Why does Bob disagree with everything, every Thanksgiving?
Why is Aunt Sally so easily offended?
Why can’t we just relax and enjoy our holiday together?
Every relationship issue is, at heart, an identity problem.
The secret to staying sane in the midst of crazy relatives is understanding it’s not about you, it’s an identity issue. You can learn to respond in a way that at the very least allows you to enjoy the day.
When your brother-in-law Bob insists on being right in every conversation, it’s not that he thinks you are stupid. It’s because he has a deep need to be admired.
When your Great Aunt Sally constantly harps on how terrible the Democrats are and is offended when you don’t agree with her, she isn’t actually attacking your opinions, she is trying to feel relevant or validated.
Anytime there is a dysfunctional, uncooperative, disrespectful, rude, abusive, or intolerance issue in a relationship, it is because one or both parties have an identity problem. The only other possibility is a physical problem in the brain such as a mental disorder, disability, chemical dependency or medication causing anti-social behavior.
Apart from those kinds of conditions, there is only one other predictor of behavior – what we believe is true about ourselves, about others, about the world and about our place in the world. Those beliefs make up our identity and they determine how we respond to people.
Understanding Why They Behave That Way
Why we behave as we do is to get our needs met.
How we behave is determined by our identity beliefs.
When Bob contradicts you on Every. Single. Point you make, as annoying as it is, it has nothing to do with you. People who constantly have to prove they are right, have an identity issue – they believe they are an expert and they have to prove it in order to earn the admiration they crave.
Bob has an emotional need for admiration (or something similar), and because he believes he is smarter than everyone else, he strives to earn that admiration by demonstrating how smart he is. If you push back, you aren’t just questioning his facts, you are putting his self-worth at risk because you aren’t giving him the admiration he needs.
It’s the same for Aunt Sally and every other person in the room. Aunt Sally has emotional needs. Maybe at 89 years old she wants to feel she is still relevant and respected. If part of her identity is as a staunch Eisenhower Republican, she will defend his policies as the best ones and be offended if you disagree. Not because her beliefs are still true 70 years after Eisenhower left office, but because:
Disagreeing with her beliefs is attacking a part of her identity.

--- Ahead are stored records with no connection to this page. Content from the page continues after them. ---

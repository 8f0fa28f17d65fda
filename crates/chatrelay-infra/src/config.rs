//! Startup configuration loader for chatrelay.
//!
//! Reads the optional `chatrelay.toml` into [`RelayConfig`], layers CLI/env
//! overrides on top, and pulls the bot token and target channel from the
//! environment. Missing credentials are fatal.

use std::path::{Path, PathBuf};

use secrecy::SecretString;

use chatrelay_types::chat::ChannelId;
use chatrelay_types::config::RelayConfig;
use chatrelay_types::error::ConfigError;

/// Config file looked up in the working directory when none is given.
pub const DEFAULT_CONFIG_FILE: &str = "chatrelay.toml";

/// Environment variable holding the bot token.
pub const TOKEN_VAR: &str = "BOT_TOKEN";

/// Environment variable holding the target channel ID.
pub const CHANNEL_VAR: &str = "LOG_CHANNEL_ID";

/// Everything the supervisor needs to start.
pub struct StartupConfig {
    pub relay: RelayConfig,
    pub token: SecretString,
    pub channel_id: ChannelId,
}

impl std::fmt::Debug for StartupConfig {
    fn fmt(&self, f: &mut std::fmt::Formatter<'_>) -> std::fmt::Result {
        f.debug_struct("StartupConfig")
            .field("relay", &self.relay)
            .field("token", &"[redacted]")
            .field("channel_id", &self.channel_id)
            .finish()
    }
}

/// Values from the command line (or their env fallbacks) that win over the file.
#[derive(Debug, Clone, Default)]
pub struct ConfigOverrides {
    pub config_path: Option<PathBuf>,
    pub host: Option<String>,
    pub port: Option<u16>,
}

/// Load [`RelayConfig`].
///
/// - With an explicit `path`, the file must exist and parse.
/// - Without one, `./chatrelay.toml` is used if present. A missing file
///   yields defaults; a malformed one logs a warning and yields defaults.
pub async fn load_relay_config(path: Option<&Path>) -> Result<RelayConfig, ConfigError> {
    let Some(path) = path else {
        return Ok(load_default_file(Path::new(DEFAULT_CONFIG_FILE)).await);
    };

    let content = tokio::fs::read_to_string(path)
        .await
        .map_err(|err| ConfigError::File {
            path: path.display().to_string(),
            reason: err.to_string(),
        })?;

    toml::from_str(&content).map_err(|err| ConfigError::File {
        path: path.display().to_string(),
        reason: err.to_string(),
    })
}

async fn load_default_file(path: &Path) -> RelayConfig {
    let content = match tokio::fs::read_to_string(path).await {
        Ok(content) => content,
        Err(err) if err.kind() == std::io::ErrorKind::NotFound => {
            tracing::debug!("No {} found, using defaults", path.display());
            return RelayConfig::default();
        }
        Err(err) => {
            tracing::warn!("Failed to read {}: {err}, using defaults", path.display());
            return RelayConfig::default();
        }
    };

    match toml::from_str::<RelayConfig>(&content) {
        Ok(config) => config,
        Err(err) => {
            tracing::warn!("Failed to parse {}: {err}, using defaults", path.display());
            RelayConfig::default()
        }
    }
}

/// Build the full startup configuration.
///
/// `env` looks up environment variables; pass `|k| std::env::var(k).ok()`
/// in production.
pub async fn resolve_startup_config<F>(
    overrides: &ConfigOverrides,
    env: F,
) -> Result<StartupConfig, ConfigError>
where
    F: Fn(&str) -> Option<String>,
{
    let token = required(&env, TOKEN_VAR)?;
    let channel_id = required(&env, CHANNEL_VAR)?
        .parse::<ChannelId>()
        .map_err(|reason| ConfigError::Invalid {
            name: CHANNEL_VAR,
            reason,
        })?;

    let mut relay = load_relay_config(overrides.config_path.as_deref()).await?;
    apply_overrides(&mut relay, overrides);

    Ok(StartupConfig {
        relay,
        token: SecretString::from(token),
        channel_id,
    })
}

/// CLI/env values replace file values field by field.
pub fn apply_overrides(relay: &mut RelayConfig, overrides: &ConfigOverrides) {
    if let Some(host) = &overrides.host {
        relay.listen_host = host.clone();
    }
    if let Some(port) = overrides.port {
        relay.listen_port = port;
    }
}

fn required<F>(env: &F, name: &'static str) -> Result<String, ConfigError>
where
    F: Fn(&str) -> Option<String>,
{
    env(name)
        .map(|value| value.trim().to_string())
        .filter(|value| !value.is_empty())
        .ok_or(ConfigError::Missing(name))
}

Anytime someone feels their identity is being attacked, they go on the defensive. By trying to point out the realities of life and politics in the 2020’s, you aren’t actually having a factual discussion, like you thought. Deep in her subconscious Aunt Sally feels you are questioning her relevance and disrespecting her wisdom.
How to have a more enjoyable holiday
Change how you respond
While we can’t fix others and it is not our responsibility to change who we are so we can meet their needs, we can take responsibility for our behavior.
The only reason we react badly to someone else’s behavior is because of our identity issues. Our needs aren’t getting met. If you can simply accept their behavior with a shrug, knowing it doesn’t rock your world, it’s because you are comfortable with who you are. Your emotional needs are satisfied and you don’t need them to validate, approve, or affirm you.
If their behavior ruins your day in some way, it is because you wanted something from them and it didn’t happen.
Remember, identity is the story we tell ourselves about who we are, about who others are, about the world in general and about our place in it. Identity includes our expectations of how the world, and other people, should be.
If we are experiencing a dysfunctional relationship, the only thing we can control is the story we tell ourselves about what we expect.
Who makes you angry, frustrated, sad, etc?
Do you write them off as a jerk, yell back, avoid them? Why? What is the story you are telling yourself about what their behavior means to your life?
If your response to them is dismissive, or anger, or avoidance, or any other dysfunctional response, that is a clue the story you are telling yourself includes an expectation they need to act a certain way so you feel good.
What is your story, or expectation about how other people “should” behave?
Those “shoulds” are rules we create and impose on the world. When the world and other people live up to our expectations, we feel comfortable because one of our emotional needs is being met. When they don’t measure up, we react negatively.
Does their behavior line up with your rules and expectations?
Can you control other people’s behavior?
Is it at all possible your rules don’t line up with the reality of how people actually behave?
How can you reframe your expectations to line up with reality?
When you no longer need someone to act in a certain way in order to meet your expectations and emotional needs, you can respond to them in a way that is healthy. Maybe you need to walk away quietly. Maybe you can simply listen without comment. Maybe you can acknowledge their needs in some way.
Whatever you do, it’s because you intentionally choose that response. You can choose to have an enjoyable holiday, free from being tweeked by crazy relatives!
What if your frustration isn’t how someone is talking to you, but about how someone you love is being mistreated?
Show them this article and process through expectations and emotional needs together!